A new study in mice and human tissue hints at a way to keep
cancer from spreading.
Cancer cells may
suddenly "reawaken" and spread throughout the body after years of
lying dormant. Now, scientists may be closer to understanding why.
In a new study
published Monday (Dec. 13) in Nature Cancer, scientists found that in mice,
dormant cancer cells were surrounded by larger amounts of a specific type of
collagen, the main protein that makes up connective tissue, than active cancer
cells.
The team also
examined this collagen, known as type III collagen, in samples from human
patients with head and neck cancer. Patients whose cancer had spread to their
lymph nodes tended to have primary tumors with less type III collagen nearby
than patients with no cancer in their lymph nodes, suggesting that cancer with
less type III collagen might spread more easily to other parts of the body. n their mouse models,
the scientists found that the type III collagen surrounding dormant cancer
cells seems to decrease over time, and the cancer cells become active again.
The collagen changes its structure during this process, becoming less wavy and
more linear. The researchers also identified a specific process, called a
signaling pathway, through which this collagen from the tumor changes the
body’s chemistry and keeps the nearby cancer cells dormant. They discovered
that disrupting this process causes cancer cells to "reactivate."
These distinct
changes in type III collagen could be a useful marker for determining if cancer
is more likely to spread, or metastasize, said study senior author Jose Javier
Bravo-Cordero, an associate professor of medicine, hematology and medical
oncology at the Tisch Cancer Institute at Mount Sinai in New York. The researchers
also found that in mice, replacing the tumors with scaffolds made of this
collagen could prevent metastatic tumor growth, which, if it were effective in
humans, could serve as a future cancer treatment.
In the new research,
the team used mouse models of head and neck cancer and breast cancer to study
both active and dormant cancer cells. When introduced to the mice, the active
cells formed tumors and the cancer spread, while the dormant cancer cells
formed small clumps that remained in isolated areas and did not grow or spread.

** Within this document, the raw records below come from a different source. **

// This Source Code Form is subject to the terms of the Mozilla Public
// License, v. 2.0. If a copy of the MPL was not distributed with this
// file, You can obtain one at http://mozilla.org/MPL/2.0/.

//! The single error type shared by every part of the renderer.
//! Protocol violations are not represented here: a member that
//! receives a message it cannot interpret panics.

use failure::Fail;
use std::io;

/// Everything that can go wrong during a run.
#[derive(Debug, Fail)]
pub enum Error {
    /// The block size is zero or does not evenly divide the image height.
    #[fail(
        display = "Block size {} does not evenly divide the image height {}",
        block_size, height
    )]
    BlockSize {
        /// The rejected block size.
        block_size: usize,
        /// The height of the image being rendered.
        height: usize,
    },

    /// The process group is too small to have a coordinator and a worker.
    #[fail(display = "A process group needs at least 2 members, got {}", _0)]
    GroupSize(usize),

    /// The image dimensions or the zoom factor cannot describe a plane.
    #[fail(display = "Invalid viewport: {}", _0)]
    Viewport(String),

    /// The block size could not be read from the interactive prompt.
    #[fail(display = "Could not read the block size: {}", _0)]
    Prompt(String),

    /// A peer of the process group can no longer be reached.
    #[fail(display = "Process {} of the group is unreachable", _0)]
    Disconnected(usize),

    /// A member of the process group panicked.
    #[fail(display = "Process {} of the group panicked", _0)]
    Panicked(usize),

    /// The final image could not be written.
    #[fail(display = "Could not encode the image: {}", _0)]
    Encoding(#[cause] io::Error),
}

impl From<io::Error> for Error {
    fn from(err: io::Error) -> Error {
        Error::Encoding(err)
    }
}
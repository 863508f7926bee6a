// This Source Code Form is subject to the terms of the Mozilla Public
// License, v. 2.0. If a copy of the MPL was not distributed with this
// file, You can obtain one at http://mozilla.org/MPL/2.0/.

//! Maps an escape time to a color.  The colors exist to show which
//! member of the group rendered which rows: every member gets its own
//! band of each channel, and the escape time only moves the pixel up
//! and down inside that band.

use buffer::Rgba;

const MIN_CHANNEL: usize = 8;
const MAX_CHANNEL: usize = 248;

/// The lower bound of each channel for one member, plus the width of
/// the band above it.
#[derive(Copy, Clone, Debug, PartialEq, Eq)]
pub struct HueBand {
    /// Lowest red value this member produces.
    pub r_min: u8,
    /// Lowest green value this member produces.
    pub g_min: u8,
    /// Lowest blue value this member produces.
    pub b_min: u8,
    /// Width of the band; every channel stays within `min..=min + range`.
    pub range: u8,
}

impl HueBand {
    /// Picks the band for a member by hashing its rank into one of
    /// `size` slots per channel, a different hash for each channel.
    pub fn for_worker(rank: usize, size: usize) -> HueBand {
        assert!(rank < size, "rank {} is not in a group of {}", rank, size);
        let range = (MAX_CHANNEL - MIN_CHANNEL) / size;
        let slot = |k: usize, o: usize| (MIN_CHANNEL + ((rank * k + o) % size) * range) as u8;
        HueBand {
            r_min: slot(11, 7),
            g_min: slot(23, 11),
            b_min: slot(37, 19),
            range: range as u8,
        }
    }

    /// True if every channel of the pixel lies inside this band.
    pub fn contains(&self, pixel: Rgba) -> bool {
        let inside = |v: u8, min: u8| v >= min && u16::from(v) <= u16::from(min) + u16::from(self.range);
        inside(pixel.r, self.r_min) && inside(pixel.g, self.g_min) && inside(pixel.b, self.b_min)
    }
}

/// Colors one pixel.  The fewer iterations a point took to escape, the
/// brighter it is within the member's band.
pub fn make_color(max_iter: usize, iter: usize, rank: usize, size: usize) -> Rgba {
    assert!(
        iter < max_iter && rank < size,
        "invalid color request: iteration {} of {}, rank {} of {}",
        iter,
        max_iter,
        rank,
        size
    );
    let band = HueBand::for_worker(rank, size);
    let x = 1.0_f32 - (iter as f32) / (max_iter as f32);
    let shade = |min: u8| (x * f32::from(band.range) + f32::from(min)) as u8;
    Rgba::opaque(shade(band.r_min), shade(band.g_min), shade(band.b_min))
}
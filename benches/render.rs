// This Source Code Form is subject to the terms of the Mozilla Public
// License, v. 2.0. If a copy of the MPL was not distributed with this
// file, You can obtain one at http://mozilla.org/MPL/2.0/.

#[macro_use]
extern crate criterion;
extern crate mandelfarm;
extern crate num;

use criterion::Criterion;
use mandelfarm::planes::PlaneMapper;
use mandelfarm::render::RowBlockRenderer;
use mandelfarm::{Config, PixelBuffer};
use num::Complex;

fn render_block(c: &mut Criterion) {
    let plane = PlaneMapper::new(256, 256, Complex::new(-0.5, 0.0), 1.0).unwrap();
    let renderer = RowBlockRenderer::new(plane, 2.0, 350, 1, 2);
    c.bench_function("render 16 rows of 256", move |b| {
        let mut buffer = PixelBuffer::new(256, 256);
        b.iter(|| renderer.render_block(&mut buffer, 16, 120))
    });
}

fn render_group(c: &mut Criterion) {
    c.bench_function("render 128x128 with 4 processes", |b| {
        let config = Config {
            width: 128,
            height: 128,
            processes: 4,
            output: None,
            ..Config::default()
        };
        b.iter(|| mandelfarm::render(&config, 8).unwrap())
    });
}

criterion_group!(benches, render_block, render_group);
criterion_main!(benches);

Among other tools, the researchers used a specialized form of microscopy to
observe cancer cells inside live mice in real time. Bravo-Cordero compared the
method to using a security camera in a store. Looking at still images taken by
a security camera individually or out of sequence wouldn’t necessarily catch a
thief, he said, but a video recording would tell a more complete story.
"That's what
we're trying to do with the cancer cells," Bravo-Cordero told Live
Science. "We want to film them in real time so we can understand their
process and their behavior." In this way, the team spotted the differences
in collagen between the tumor types.
"If you have a
tumor that has a tendency to lose collagen expression, over time the cells that
disseminate may be more efficient in restoring growth and forming metastases
than the ones that overexpress collagen," Bravo-Cordero said.
To test whether type
III collagen could prevent cancer metastases and lessen cancer growth in mice,
the researchers introduced type III collagen into the mice in several ways,
including by injecting both cancer cells and the collagen into the animals at the
same time. The resulting tumors grew more slowly than tumors in mice injected
with only cancer cells. In a different experiment, the researchers also placed
a tiny, bioengineered scaffold loaded with type III collagen into an area where
they had removed a tumor from the mice.
Only 20% of the mice with the scaffolds had the cancer return in that area,
versus 80% in the control group.
"In that
condition, what we see is that we can prevent the recurrence of those
tumors," said Bravo-Cordero, by "forcing the cells into the dormant
state." If the same thing held true in humans, a method like this could
potentially be used as a cancer treatment, he said.
Of course, there is
no guarantee the same would hold true in humans. There’s also no guarantee that
type III collagen would have the same role for multiple types of cancer, or
even for different types of dormant cancer cells.
Just as "human
cancers are very different from one patient to the other, it's almost certainly
the case that there will be great heterogeneity in the mechanisms of
dormancy," said Dr. Lewis Chodosh, the chairman of the department of
cancer biology at the Perelman School of Medicine at the University of
Pennsylvania, who was not involved in the study. In other words, cancer cells
likely have several ways of remaining dormant, and this may only be one of
them.
Chodosh said a major
strength of the study is the many methods the researchers used to collect data,
incorporating data from mice and human samples. But a challenge of this type of
cancer research is "understanding which of the things discovered in experimental
systems are applicable to humans and in which clinical contexts," he said.
Future research will
help answer these questions, as well as others, such as how long such collagen
treatments could keep the cancer cells dormant. Still, the new research brings
us closer to understanding one of the most mysterious and deadly aspects of
cancer growth.
'This is an
understudied area in cancer biology that has critical relevance to cancer
patients," Chodosh said.
Originally published on Live Science.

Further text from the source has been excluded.